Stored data
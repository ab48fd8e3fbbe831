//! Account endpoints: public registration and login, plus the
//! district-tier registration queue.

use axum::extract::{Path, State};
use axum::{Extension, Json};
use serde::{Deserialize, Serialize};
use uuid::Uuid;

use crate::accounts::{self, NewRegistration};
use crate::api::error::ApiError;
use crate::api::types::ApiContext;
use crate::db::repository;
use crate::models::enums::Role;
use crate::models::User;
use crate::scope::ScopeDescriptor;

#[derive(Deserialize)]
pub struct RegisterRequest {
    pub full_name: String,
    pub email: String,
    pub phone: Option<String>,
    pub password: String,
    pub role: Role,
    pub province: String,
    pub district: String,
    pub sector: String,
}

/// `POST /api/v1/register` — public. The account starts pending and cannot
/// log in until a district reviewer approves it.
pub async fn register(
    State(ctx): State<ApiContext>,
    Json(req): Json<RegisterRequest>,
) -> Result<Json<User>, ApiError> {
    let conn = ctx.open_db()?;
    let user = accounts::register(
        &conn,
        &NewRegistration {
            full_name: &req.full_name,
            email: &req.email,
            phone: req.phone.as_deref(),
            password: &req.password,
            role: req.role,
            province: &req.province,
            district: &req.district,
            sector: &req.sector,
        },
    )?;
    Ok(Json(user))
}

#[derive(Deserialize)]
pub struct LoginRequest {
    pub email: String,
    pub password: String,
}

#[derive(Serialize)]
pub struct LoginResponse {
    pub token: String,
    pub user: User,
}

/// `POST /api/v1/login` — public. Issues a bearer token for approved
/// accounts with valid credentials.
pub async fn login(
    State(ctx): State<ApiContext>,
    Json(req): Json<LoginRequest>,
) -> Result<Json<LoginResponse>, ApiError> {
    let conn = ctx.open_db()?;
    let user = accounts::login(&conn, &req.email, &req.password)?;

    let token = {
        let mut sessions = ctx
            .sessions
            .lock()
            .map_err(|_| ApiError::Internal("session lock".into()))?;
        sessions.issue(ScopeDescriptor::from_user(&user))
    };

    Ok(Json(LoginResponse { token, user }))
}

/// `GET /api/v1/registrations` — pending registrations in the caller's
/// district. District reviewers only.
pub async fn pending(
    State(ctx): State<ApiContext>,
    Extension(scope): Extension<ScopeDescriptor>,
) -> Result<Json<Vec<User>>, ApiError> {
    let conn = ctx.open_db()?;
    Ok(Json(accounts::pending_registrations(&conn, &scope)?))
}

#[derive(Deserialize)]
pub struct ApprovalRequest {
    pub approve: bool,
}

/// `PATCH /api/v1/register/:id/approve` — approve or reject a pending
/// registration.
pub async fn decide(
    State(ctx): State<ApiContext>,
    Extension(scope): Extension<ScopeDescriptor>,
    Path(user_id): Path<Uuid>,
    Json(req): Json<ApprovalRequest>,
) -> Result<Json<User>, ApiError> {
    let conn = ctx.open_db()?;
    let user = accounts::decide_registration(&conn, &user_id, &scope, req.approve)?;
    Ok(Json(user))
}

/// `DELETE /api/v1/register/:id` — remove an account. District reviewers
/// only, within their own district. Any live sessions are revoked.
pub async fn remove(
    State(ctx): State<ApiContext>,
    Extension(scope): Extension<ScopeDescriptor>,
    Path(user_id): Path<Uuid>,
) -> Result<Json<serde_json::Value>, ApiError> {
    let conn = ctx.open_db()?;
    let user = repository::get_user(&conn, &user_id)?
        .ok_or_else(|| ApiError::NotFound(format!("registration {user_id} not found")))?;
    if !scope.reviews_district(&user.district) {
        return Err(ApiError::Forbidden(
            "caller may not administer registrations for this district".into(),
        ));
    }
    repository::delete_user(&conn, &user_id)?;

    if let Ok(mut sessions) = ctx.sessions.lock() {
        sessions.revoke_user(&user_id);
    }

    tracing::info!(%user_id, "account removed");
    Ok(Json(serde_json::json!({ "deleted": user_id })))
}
* * *
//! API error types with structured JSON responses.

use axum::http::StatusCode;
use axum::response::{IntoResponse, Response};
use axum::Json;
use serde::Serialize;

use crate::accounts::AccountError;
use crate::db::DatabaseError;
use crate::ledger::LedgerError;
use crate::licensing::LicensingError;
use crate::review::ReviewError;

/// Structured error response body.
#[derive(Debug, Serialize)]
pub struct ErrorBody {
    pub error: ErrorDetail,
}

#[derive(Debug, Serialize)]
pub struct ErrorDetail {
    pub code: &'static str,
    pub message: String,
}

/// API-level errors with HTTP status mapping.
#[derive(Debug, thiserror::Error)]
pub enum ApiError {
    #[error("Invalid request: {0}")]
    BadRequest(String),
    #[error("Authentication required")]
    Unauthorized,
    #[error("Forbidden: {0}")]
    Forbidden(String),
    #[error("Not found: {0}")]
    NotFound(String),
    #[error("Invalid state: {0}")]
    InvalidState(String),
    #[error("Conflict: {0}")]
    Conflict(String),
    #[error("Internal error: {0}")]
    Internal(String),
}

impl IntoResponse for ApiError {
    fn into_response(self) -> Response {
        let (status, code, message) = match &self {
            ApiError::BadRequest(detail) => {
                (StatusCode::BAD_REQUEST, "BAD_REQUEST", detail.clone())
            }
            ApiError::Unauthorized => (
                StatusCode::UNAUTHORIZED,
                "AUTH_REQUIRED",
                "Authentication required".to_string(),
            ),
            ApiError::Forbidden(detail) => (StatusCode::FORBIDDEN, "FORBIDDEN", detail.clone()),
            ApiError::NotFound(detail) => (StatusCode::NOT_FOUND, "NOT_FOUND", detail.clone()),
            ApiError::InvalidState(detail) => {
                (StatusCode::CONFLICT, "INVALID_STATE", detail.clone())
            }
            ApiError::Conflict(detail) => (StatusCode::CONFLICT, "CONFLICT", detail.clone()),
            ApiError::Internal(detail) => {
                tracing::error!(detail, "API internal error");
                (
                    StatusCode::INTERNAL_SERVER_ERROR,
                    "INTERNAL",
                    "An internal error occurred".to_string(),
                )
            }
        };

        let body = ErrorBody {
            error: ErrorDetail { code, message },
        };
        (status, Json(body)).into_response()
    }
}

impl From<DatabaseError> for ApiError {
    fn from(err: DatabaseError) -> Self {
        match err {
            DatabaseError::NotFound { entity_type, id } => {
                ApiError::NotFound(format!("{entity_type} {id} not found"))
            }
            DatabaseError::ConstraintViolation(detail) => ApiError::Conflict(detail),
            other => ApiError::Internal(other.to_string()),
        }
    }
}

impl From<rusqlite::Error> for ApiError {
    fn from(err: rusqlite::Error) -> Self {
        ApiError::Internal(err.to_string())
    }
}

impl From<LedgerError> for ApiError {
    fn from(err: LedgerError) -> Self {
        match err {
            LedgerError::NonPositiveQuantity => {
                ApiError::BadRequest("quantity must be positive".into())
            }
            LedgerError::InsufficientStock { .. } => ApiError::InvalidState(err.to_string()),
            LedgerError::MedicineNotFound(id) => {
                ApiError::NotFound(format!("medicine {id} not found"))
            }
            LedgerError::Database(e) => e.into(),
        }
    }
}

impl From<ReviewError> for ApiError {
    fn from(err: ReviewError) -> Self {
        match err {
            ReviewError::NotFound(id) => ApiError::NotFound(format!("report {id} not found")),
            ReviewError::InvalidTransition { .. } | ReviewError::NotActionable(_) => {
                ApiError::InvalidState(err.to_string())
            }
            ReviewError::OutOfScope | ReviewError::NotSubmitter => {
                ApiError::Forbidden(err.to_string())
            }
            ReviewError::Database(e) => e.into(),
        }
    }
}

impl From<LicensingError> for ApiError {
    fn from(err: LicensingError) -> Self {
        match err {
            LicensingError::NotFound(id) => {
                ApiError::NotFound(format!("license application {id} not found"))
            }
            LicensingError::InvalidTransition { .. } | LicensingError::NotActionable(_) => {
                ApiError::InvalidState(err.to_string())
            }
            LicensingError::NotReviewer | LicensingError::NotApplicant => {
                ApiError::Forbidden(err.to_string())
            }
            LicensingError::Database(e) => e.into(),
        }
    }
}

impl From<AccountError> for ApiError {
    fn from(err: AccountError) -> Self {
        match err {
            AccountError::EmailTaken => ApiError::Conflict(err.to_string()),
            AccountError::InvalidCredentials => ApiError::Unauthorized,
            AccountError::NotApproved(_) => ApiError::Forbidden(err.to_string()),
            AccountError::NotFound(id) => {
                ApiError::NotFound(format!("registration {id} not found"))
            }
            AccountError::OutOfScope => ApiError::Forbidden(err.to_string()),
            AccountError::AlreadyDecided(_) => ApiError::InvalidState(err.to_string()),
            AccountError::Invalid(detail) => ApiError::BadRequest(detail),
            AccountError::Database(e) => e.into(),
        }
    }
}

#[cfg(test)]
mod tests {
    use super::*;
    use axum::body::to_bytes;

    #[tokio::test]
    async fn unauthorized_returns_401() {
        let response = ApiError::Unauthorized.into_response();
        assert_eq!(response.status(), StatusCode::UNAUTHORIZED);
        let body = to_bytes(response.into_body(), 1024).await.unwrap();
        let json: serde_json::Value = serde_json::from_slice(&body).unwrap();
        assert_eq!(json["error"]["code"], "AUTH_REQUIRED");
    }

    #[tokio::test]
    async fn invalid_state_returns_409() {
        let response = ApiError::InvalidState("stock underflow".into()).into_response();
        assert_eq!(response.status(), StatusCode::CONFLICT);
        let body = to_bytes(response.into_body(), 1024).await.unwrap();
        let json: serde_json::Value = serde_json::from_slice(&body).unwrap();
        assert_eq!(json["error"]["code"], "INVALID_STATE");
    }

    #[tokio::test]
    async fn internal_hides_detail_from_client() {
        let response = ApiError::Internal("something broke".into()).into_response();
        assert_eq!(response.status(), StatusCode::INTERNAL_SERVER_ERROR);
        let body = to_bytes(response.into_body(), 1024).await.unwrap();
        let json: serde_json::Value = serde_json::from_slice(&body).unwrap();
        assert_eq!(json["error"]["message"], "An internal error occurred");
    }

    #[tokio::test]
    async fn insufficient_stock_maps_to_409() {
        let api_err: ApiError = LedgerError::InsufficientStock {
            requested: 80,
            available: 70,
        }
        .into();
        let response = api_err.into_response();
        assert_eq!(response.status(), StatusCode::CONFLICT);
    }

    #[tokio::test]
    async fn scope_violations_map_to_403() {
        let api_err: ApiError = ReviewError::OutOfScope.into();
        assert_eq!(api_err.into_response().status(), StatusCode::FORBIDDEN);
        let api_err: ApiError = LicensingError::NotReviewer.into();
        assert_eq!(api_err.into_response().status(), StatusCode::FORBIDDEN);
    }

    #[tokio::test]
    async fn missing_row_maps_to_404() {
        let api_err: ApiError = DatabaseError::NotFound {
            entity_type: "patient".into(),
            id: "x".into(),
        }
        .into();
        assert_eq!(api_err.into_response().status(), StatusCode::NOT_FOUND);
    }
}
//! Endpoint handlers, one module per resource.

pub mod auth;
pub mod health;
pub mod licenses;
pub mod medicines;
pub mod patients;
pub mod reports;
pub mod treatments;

§ **What you are asked to do**
Note each line above that contains "NotReviewer" and copy it out.

§ **Response area**
            LicensingError::NotReviewer | LicensingError::NotApplicant => {
        let api_err: ApiError = LicensingError::NotReviewer.into();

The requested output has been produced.